● YOUR INSTRUCTIONS: Report each line of the records where "None" occurs.

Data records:
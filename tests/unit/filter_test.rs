//! Tests for roster record filters

use chrono::NaiveDate;
use roster_mailer::core::RosterRecord;
use roster_mailer::infra::store::RecordFilter;
use serde_json::json;

fn ada() -> RosterRecord {
    RosterRecord::new(1)
        .with_email("Ada@Example.com")
        .with_name("Ada", "Lovelace")
        .with_attribute("date_of_birth", "1990-12-10")
        .with_attribute("is_a_worker", "Yes")
        .with_attribute("is_born_again", false)
        .with_attribute("service_units", json!(["Media", "Choir"]))
}

fn bob() -> RosterRecord {
    RosterRecord::new(2)
        .with_email("bob@example.com")
        .with_name("Bob", "Hope")
        .with_attribute("service_units", "Ushering, Media")
}

#[test]
fn test_empty_filter_matches_everything() {
    let filter = RecordFilter::new();
    assert!(filter.is_empty());
    assert!(filter.matches(&ada()));
    assert!(filter.matches(&RosterRecord::default()));
}

#[test]
fn test_simple_fields_ignore_case() {
    let filter = RecordFilter::new().with_field("first_name", "ADA");
    assert!(filter.matches(&ada()));
    assert!(!filter.matches(&bob()));
}

#[test]
fn test_date_of_birth_exact_and_range() {
    assert!(RecordFilter::new().with_date_of_birth("1990-12-10").matches(&ada()));
    assert!(!RecordFilter::new().with_date_of_birth("1990-12-11").matches(&ada()));

    let from = NaiveDate::from_ymd_opt(1990, 1, 1);
    let to = NaiveDate::from_ymd_opt(1990, 12, 31);
    assert!(RecordFilter::new().with_date_of_birth_range(from, to).matches(&ada()));
    assert!(!RecordFilter::new().with_date_of_birth_range(None, from).matches(&ada()));
    // No stored date never matches a range.
    assert!(!RecordFilter::new().with_date_of_birth_range(from, None).matches(&bob()));
}

#[test]
fn test_flags_accept_strings_and_bools() {
    assert!(RecordFilter::new().with_flag("is_a_worker", true).matches(&ada()));
    assert!(RecordFilter::new().with_flag("is_born_again", false).matches(&ada()));
    assert!(!RecordFilter::new().with_flag("is_a_worker", true).matches(&bob()));
}

#[test]
fn test_membership_over_arrays_and_csv() {
    let media = RecordFilter::new().with_membership("service_units", "media");
    assert!(media.matches(&ada()));
    assert!(media.matches(&bob()));
    let choir = RecordFilter::new().with_membership("service_units", "Choir");
    assert!(choir.matches(&ada()));
    assert!(!choir.matches(&bob()));
}

#[test]
fn test_emails_in_allow_list() {
    let filter = RecordFilter::new().with_emails_in(["ada@example.com"]);
    assert!(filter.matches(&ada()));
    assert!(!filter.matches(&bob()));
}

#[test]
fn test_from_json_combines_predicates() {
    let filter = RecordFilter::from_json(&json!({
        "is_a_worker": true,
        "service_unit": "Media",
        "date_of_birth": {"from": "1990-01-01", "to": "1990-12-31"},
        "emails_in": ["ada@example.com", "bob@example.com"],
        "last_name": "lovelace"
    }))
    .unwrap();
    assert!(filter.matches(&ada()));
    assert!(!filter.matches(&bob()));
}

#[test]
fn test_from_json_rejects_bad_shapes() {
    assert!(RecordFilter::from_json(&json!(["x"])).is_err());
    assert!(RecordFilter::from_json(&json!({"first_name": 3})).is_err());
    assert!(RecordFilter::from_json(&json!({"emails_in": "a@x.com"})).is_err());
    assert!(RecordFilter::from_json(&json!({"date_of_birth": {"from": "soon"}})).is_err());
    assert!(RecordFilter::from_json(&json!({"nickname": "ada"})).is_err());
}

● RESULT FOR THIS TASK:
    assert!(!RecordFilter::new().with_date_of_birth_range(None, from).matches(&ada()));
    assert!(!RecordFilter::new().with_date_of_birth_range(from, None).matches(&bob()));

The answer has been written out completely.